The "Bridge to Nowhere," as it's known today, still stands as a monument to the mountains' sublime power to flush away any infrastructure attempting to breach its domain. In "Mountain Resorts," historian Abraham Hoffman declared that the flooding of 1938 "changed the face of the mountains and put to an end to the camps and resorts of the hiking era."
Several private enterprises in the San Gabriels went bankrupt after the damage inflicted by the great flood. Coupled with the ease of one-day trips made possible by the automobile, resorts that largely depended on multiple-day stays to remain economically viable were weakened further. On Mount Lowe, even though there was hope to rebuild the resort after the fire, the rainstorm rendered the prospect mute when it washed away major sections of rail track and trestle structures. It was officially abandoned in November, 1939, and shortly after the remains were sold for scrap at a cost of $800. Vandals would consume the rest.

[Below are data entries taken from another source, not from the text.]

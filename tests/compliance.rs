use std::{fs, path::Path};

use kodiscript::Runner;
use walkdir::WalkDir;

/// Runs every `tests/scripts/*.kodi` file and compares its captured output
/// against the sibling `.out` file.
///
/// Directive comments configure a case:
/// - `// config: maxOps=N` caps the operation budget,
/// - `// expect: error` asserts the run fails instead of comparing output.
///
/// Output comparison trims each line and treats two lines as equal when
/// both parse as numbers within 1e-4 of each other, so reference files do
/// not need full double precision.
#[test]
fn script_files_match_reference_output() {
    let mut count = 0;

    for entry in
        WalkDir::new("tests/scripts").into_iter()
                                     .filter_map(Result::ok)
                                     .filter(|e| {
                                         e.path().extension().is_some_and(|ext| ext == "kodi")
                                     })
    {
        count += 1;
        run_script_case(entry.path());
    }

    assert!(count > 0, "No .kodi scripts found in tests/scripts");
}

fn run_script_case(path: &Path) {
    let source =
        fs::read_to_string(path).unwrap_or_else(|e| panic!("Failed to read {path:?}: {e}"));

    let mut max_ops = None;
    let mut expect_error = false;
    for line in source.lines() {
        let trimmed = line.trim();
        if let Some(config) = trimmed.strip_prefix("// config:") {
            for setting in config.split_whitespace() {
                if let Some(value) = setting.strip_prefix("maxOps=") {
                    max_ops = value.parse::<u64>().ok();
                }
            }
        }
        if trimmed == "// expect: error" {
            expect_error = true;
        }
    }

    let mut runner = Runner::new();
    if let Some(limit) = max_ops {
        runner = runner.max_operations(limit);
    }
    let result = runner.execute(&source);

    if expect_error {
        assert!(!result.errors.is_empty(),
                "{path:?} was expected to fail but completed with output {:?}",
                result.output);
        return;
    }

    assert!(result.errors.is_empty(),
            "{path:?} failed unexpectedly: {:?}",
            result.errors);

    let out_path = path.with_extension("out");
    let expected = fs::read_to_string(&out_path).unwrap_or_else(|e| {
                       panic!("Failed to read reference output {out_path:?}: {e}")
                   });

    compare_outputs(path, &result.output, &expected);
}

fn compare_outputs(path: &Path, actual: &[String], expected: &str) {
    let mut actual: Vec<&str> = actual.iter().map(|l| l.trim()).collect();
    let mut expected: Vec<&str> = expected.lines().map(str::trim).collect();

    while actual.last() == Some(&"") {
        actual.pop();
    }
    while expected.last() == Some(&"") {
        expected.pop();
    }

    assert_eq!(actual.len(),
               expected.len(),
               "{path:?}: expected {} output lines, got {}:\n{actual:#?}",
               expected.len(),
               actual.len());

    for (index, (a, e)) in actual.iter().zip(&expected).enumerate() {
        if lines_match(a, e) {
            continue;
        }
        panic!("{path:?}: line {} mismatch: expected {e:?}, got {a:?}", index + 1);
    }
}

/// Trimmed-line comparison with numeric tolerance: lines that both parse
/// as numbers match when they are within 1e-4, regardless of decimal
/// formatting.
fn lines_match(actual: &str, expected: &str) -> bool {
    if actual == expected {
        return true;
    }
    match (actual.parse::<f64>(), expected.parse::<f64>()) {
        (Ok(a), Ok(e)) => (a - e).abs() <= 1e-4,
        _ => false,
    }
}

By the 1940s, the spectacle of wilderness and the bounties of the perceived frontier were diminished by the very efforts of Angelenos to sculpt the mountain environment to their desires of comfort and accessibility. The sheer natural forces of the San Gabriels -- the floods, fires, and incessant of rates of erosion -- that laid waste to these ventures also demonstrated that the mountains could not be readily domesticated. Angelenos realized that the efforts to harness the fantasy of the frontier were Sisyphean in nature. It was no longer a priority to be pursued.
The power of fantasy, however, didn't die easily for everyone. It was none other than Walt Disney who contemplated the resurrection of the Mount Lowe Railway, the former symbol of frontier seduction that once drew millions of people to the San Gabriels. As related in Michael Patris' "Mount Lowe Railway," the entrepreneur and rail fan contacted railroad historian Donald Duke after World War II about restoring the abandoned complex into a new tourist attraction. Yet, as evidenced by the eventual Anaheim opening of Disneyland in 1955, Disney's grand mountain vision above Los Angeles was never realized.
But it was just as so. Los Angeles had moved on. Its frontier was closed.